MM: Well, right now it’s that I’ve been a guest with her ensemble. She wrote a piece, a suite of music for Alice Coltrane a couple of summers ago with me as a guest soloist. That’s been performed now several places around the world, and we’ve talked about doing a duo or something like that which hasn’t materialized yet, but I’m hoping it will at some point.

AL: This new record strikes me as very warmly conversational. There are solos, but they feel tightly and organically connected to the composed material, all the players acting together toward a common goal. And I notice that you’ve been involved lately with a couple of projects that are leaderless ensembles.

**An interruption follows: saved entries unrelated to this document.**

//! # BerryBridge - Vital-Signs Bridge for BerryMed Patient Monitors
//!
//! BerryBridge speaks the proprietary binary frame protocol of BerryMed
//! PM-series bedside monitors over either Bluetooth Low Energy or a USB
//! serial link, decodes vital-sign parameters and waveform samples, and
//! exposes them as a continuously-updated snapshot plus typed event
//! callbacks for a forwarding layer to consume.
//!
//! ## Features
//!
//! - **Dual Transport**: BLE notification stream or USB-CDC serial link
//!   behind one polymorphic handle, selected at construction.
//! - **Resilient Decoding**: incremental framing with checksum validation
//!   and resynchronization over partial, corrupted or misaligned streams.
//! - **Vitals Snapshot**: waveform buffers throttled per wall-clock second
//!   and display-formatted vital signs, readable at any time.
//! - **NIBP Workflow**: timeout-guarded blood-pressure measurement state
//!   machine that can never stay stuck in "measuring".
//! - **Supervised Connections**: automatic reconnect with fixed backoff and
//!   BLE staleness detection, until externally cancelled.
//!
//! ## Quick Start
//!
//! ```rust,no_run
//! use berrybridge::config::Config;
//! use berrybridge::monitor::PatientMonitor;
//! use berrybridge::protocol::PacketType;
//!
//! #[tokio::main]
//! async fn main() -> anyhow::Result<()> {
//!     let config = Config::load("config.toml").await?;
//!     let mut monitor = PatientMonitor::new(config);
//!
//!     monitor.register_callback(
//!         PacketType::NibpParams,
//!         Box::new(|payload| println!("NIBP packet: {:?}", payload)),
//!     );
//!
//!     monitor.connect().await?;
//!     monitor.start_nibp();
//!     tokio::time::sleep(std::time::Duration::from_secs(60)).await;
//!     println!("{}", serde_json::to_string(&monitor.snapshot())?);
//!     monitor.disconnect().await;
//!     Ok(())
//! }
//! ```
//!
//! ## Module Organization
//!
//! - [`protocol`] - frame model, checksum, incremental decoder, packet
//!   interpretation and the typed callback registry
//! - [`vitals`] - current-vitals snapshot with waveform throttling
//! - [`transport`] - BLE and serial link variants
//! - [`nibp`] - blood-pressure measurement state machine
//! - [`monitor`] - session facade and connection supervisor
//! - [`config`] - configuration management and validation
//! - [`logutil`] - binary-safe log preview helpers
//!
//! ## Architecture
//!
//! ```text
//! ┌─────────────────┐
//! │ DeviceTransport │ ← BLE notifications / serial reader thread
//! └─────────────────┘
//!          │ raw chunks
//! ┌─────────────────┐
//! │  FrameDecoder   │ ← resync, checksum validation
//! └─────────────────┘
//!          │ frames
//! ┌─────────────────┐
//! │PacketInterpreter│ ← VitalsState mutation + callbacks + NIBP status
//! └─────────────────┘
//! ```

pub mod config;
pub mod logutil;
pub mod monitor;
pub mod nibp;
pub mod protocol;
pub mod transport;
pub mod vitals;

pub use monitor::PatientMonitor;
pub use protocol::interpreter::{EventHandler, EventPayload};
pub use protocol::{Frame, PacketType};
pub use vitals::{VitalSigns, VitalsSnapshot};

How do you interpret the role of a bandleader in a jazz ensemble, and has that changed for you over the years?

MM: Well, I’ve always really welcomed playing with musicians who are comfortable collaborating even if they’re “side people.” I’ve always welcomed the input of the people in my band. Part of the reason I hired them is because of their personality and their approach to things, and I’ve always been more open to that than some band leaders would be. I think also, obviously, I have a lot more experience now than when I was younger, and I would say that of the two collective projects I’ve done most recently – Trio M and the duo with Marty – have been very collaborative, especially Trio M and the way that group has been approaching improvisation. We certainly still solo and have times where we’re featuring one or the other of us, but a lot more of the time we don’t even prearrange any of that. If someone emerges as the soloist for a while, great, if they pop up for a minute and someone else takes over… it’s extremely conversational, to the point where we’re discovering what the arrangement of the music is while it’s evolving. Obviously it takes a lot of listening and a lot of communicating in a way that is conversational, and I’m sure that informs a lot of the way I work with my own band now.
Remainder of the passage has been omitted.